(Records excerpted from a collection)
_ _ _ _ _

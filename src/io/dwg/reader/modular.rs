//! Continuation-encoded integers: modular char (MC) and modular short (MS).
//!
//! A modular char is a run of bytes, least significant group first, where
//! bit 7 of each byte flags that another byte follows and the remaining
//! 7 bits carry the value. The signed form gives up bit 6 of the most
//! significant (last) byte as a sign flag.
//!
//! A modular short works the same way on 16-bit words: 15 value bits per
//! word, with the flag in the top bit of the word's second byte.

use crate::error::{DwgError, Result};
use crate::io::dwg::constants::{
    CONTINUATION_FLAG, MAX_MODULAR_CHAR_BYTES, MAX_MODULAR_SHORT_BYTES, MODULAR_CHAR_SIGN_FLAG,
};

use super::bit_ops::{read_raw_char, read_shifted};

use tracing::debug;

/// Read bytes until one has its continuation flag clear.
///
/// Returns the bytes in stream order and how many were used.
fn read_continuation_bytes(
    data: &[u8],
    pos: &mut usize,
    value_type: &'static str,
) -> Result<([u8; MAX_MODULAR_CHAR_BYTES], usize)> {
    let start = *pos;
    let mut bytes = [0u8; MAX_MODULAR_CHAR_BYTES];
    for (count, slot) in bytes.iter_mut().enumerate() {
        *slot = read_raw_char(data, pos)?;
        if *slot & CONTINUATION_FLAG == 0 {
            return Ok((bytes, count + 1));
        }
    }

    debug!(
        bit_offset = start,
        value_type, "continuation flag set on the last permitted byte"
    );
    Err(DwgError::ContinuationOverflow {
        value_type,
        max_bytes: MAX_MODULAR_CHAR_BYTES,
    })
}

/// Pack the 7-bit groups of `bytes` (least significant first) into one value.
fn pack_groups(bytes: &[u8]) -> u64 {
    bytes
        .iter()
        .enumerate()
        .fold(0u64, |value, (i, &b)| {
            value | ((b & !CONTINUATION_FLAG) as u64) << (7 * i)
        })
}

/// **MC** - Read an unsigned modular char (up to 8 bytes, 56 value bits).
pub fn read_modular_char(data: &[u8], cursor: &mut usize) -> Result<u64> {
    let mut pos = *cursor;
    let (bytes, count) = read_continuation_bytes(data, &mut pos, "ModularChar")?;
    *cursor = pos;
    Ok(pack_groups(&bytes[..count]))
}

/// **MC** - Read a signed modular char.
///
/// The sign lives in bit 6 of the most significant byte; the magnitude is
/// packed from what remains and negated when the sign is set.
pub fn read_signed_modular_char(data: &[u8], cursor: &mut usize) -> Result<i64> {
    let mut pos = *cursor;
    let (mut bytes, count) = read_continuation_bytes(data, &mut pos, "SignedModularChar")?;

    let last = count - 1;
    let negative = bytes[last] & MODULAR_CHAR_SIGN_FLAG != 0;
    bytes[last] &= !MODULAR_CHAR_SIGN_FLAG;

    // At most 7 × 7 + 6 = 55 bits, so the magnitude always fits an i64.
    let magnitude = pack_groups(&bytes[..count]) as i64;

    *cursor = pos;
    Ok(if negative { -magnitude } else { magnitude })
}

/// **MS** - Read a modular short.
///
/// Two bytes carry 15 bits; if the flag in the second byte is set, two more
/// bytes carry the next 15 bits.
///
/// A continuation flag on the fourth byte is rejected with
/// [`DwgError::ContinuationOverflow`]. Decoders that simply mask that bit
/// return a 30-bit value for the same bytes; this one never does, so a
/// stream relying on the masked reading fails here instead of decoding.
pub fn read_modular_short(data: &[u8], cursor: &mut usize) -> Result<u32> {
    let mut pos = *cursor;

    let low = read_shifted::<2>(data, &mut pos)?;
    let mut value = low[0] as u32 | ((low[1] & !CONTINUATION_FLAG) as u32) << 8;

    if low[1] & CONTINUATION_FLAG != 0 {
        let high = read_shifted::<2>(data, &mut pos)?;
        if high[1] & CONTINUATION_FLAG != 0 {
            debug!(bit_offset = *cursor, "modular short longer than 4 bytes");
            return Err(DwgError::ContinuationOverflow {
                value_type: "ModularShort",
                max_bytes: MAX_MODULAR_SHORT_BYTES,
            });
        }
        value |= (high[0] as u32) << 15 | ((high[1] & !CONTINUATION_FLAG) as u32) << 23;
    }

    *cursor = pos;
    Ok(value)
}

_ _ _ _ _

Please output every line shown above exactly.

filename src/io/dwg/reader/modular.rs
//! Continuation-encoded integers: modular char (MC) and modular short (MS).
//!
//! A modular char is a run of bytes, least significant group first, where
//! bit 7 of each byte flags that another byte follows and the remaining
//! 7 bits carry the value. The signed form gives up bit 6 of the most
//! significant (last) byte as a sign flag.
//!
//! A modular short works the same way on 16-bit words: 15 value bits per
//! word, with the flag in the top bit of the word's second byte.

use crate::error::{DwgError, Result};
use crate::io::dwg::constants::{
    CONTINUATION_FLAG, MAX_MODULAR_CHAR_BYTES, MAX_MODULAR_SHORT_BYTES, MODULAR_CHAR_SIGN_FLAG,
};

use super::bit_ops::{read_raw_char, read_shifted};

use tracing::debug;

/// Read bytes until one has its continuation flag clear.
///
/// Returns the bytes in stream order and how many were used.
fn read_continuation_bytes(
    data: &[u8],
    pos: &mut usize,
    value_type: &'static str,
) -> Result<([u8; MAX_MODULAR_CHAR_BYTES], usize)> {
    let start = *pos;
    let mut bytes = [0u8; MAX_MODULAR_CHAR_BYTES];
    for (count, slot) in bytes.iter_mut().enumerate() {
        *slot = read_raw_char(data, pos)?;
        if *slot & CONTINUATION_FLAG == 0 {
            return Ok((bytes, count + 1));
        }
    }

    debug!(
        bit_offset = start,
        value_type, "continuation flag set on the last permitted byte"
    );
    Err(DwgError::ContinuationOverflow {
        value_type,
        max_bytes: MAX_MODULAR_CHAR_BYTES,
    })
}

/// Pack the 7-bit groups of `bytes` (least significant first) into one value.
fn pack_groups(bytes: &[u8]) -> u64 {
    bytes
        .iter()
        .enumerate()
        .fold(0u64, |value, (i, &b)| {
            value | ((b & !CONTINUATION_FLAG) as u64) << (7 * i)
        })
}

/// **MC** - Read an unsigned modular char (up to 8 bytes, 56 value bits).
pub fn read_modular_char(data: &[u8], cursor: &mut usize) -> Result<u64> {
    let mut pos = *cursor;
    let (bytes, count) = read_continuation_bytes(data, &mut pos, "ModularChar")?;
    *cursor = pos;
    Ok(pack_groups(&bytes[..count]))
}

/// **MC** - Read a signed modular char.
///
/// The sign lives in bit 6 of the most significant byte; the magnitude is
/// packed from what remains and negated when the sign is set.
pub fn read_signed_modular_char(data: &[u8], cursor: &mut usize) -> Result<i64> {
    let mut pos = *cursor;
    let (mut bytes, count) = read_continuation_bytes(data, &mut pos, "SignedModularChar")?;

    let last = count - 1;
    let negative = bytes[last] & MODULAR_CHAR_SIGN_FLAG != 0;
    bytes[last] &= !MODULAR_CHAR_SIGN_FLAG;

    // At most 7 × 7 + 6 = 55 bits, so the magnitude always fits an i64.
    let magnitude = pack_groups(&bytes[..count]) as i64;

    *cursor = pos;
    Ok(if negative { -magnitude } else { magnitude })
}

/// **MS** - Read a modular short.
///
/// Two bytes carry 15 bits; if the flag in the second byte is set, two more
/// bytes carry the next 15 bits.
///
/// A continuation flag on the fourth byte is rejected with
/// [`DwgError::ContinuationOverflow`]. Decoders that simply mask that bit
/// return a 30-bit value for the same bytes; this one never does, so a
/// stream relying on the masked reading fails here instead of decoding.
pub fn read_modular_short(data: &[u8], cursor: &mut usize) -> Result<u32> {
    let mut pos = *cursor;

    let low = read_shifted::<2>(data, &mut pos)?;
    let mut value = low[0] as u32 | ((low[1] & !CONTINUATION_FLAG) as u32) << 8;

    if low[1] & CONTINUATION_FLAG != 0 {
        let high = read_shifted::<2>(data, &mut pos)?;
        if high[1] & CONTINUATION_FLAG != 0 {
            debug!(bit_offset = *cursor, "modular short longer than 4 bytes");
            return Err(DwgError::ContinuationOverflow {
                value_type: "ModularShort",
                max_bytes: MAX_MODULAR_SHORT_BYTES,
            });
        }
        value |= (high[0] as u32) << 15 | ((high[1] & !CONTINUATION_FLAG) as u32) << 23;
    }

    *cursor = pos;
    Ok(value)
}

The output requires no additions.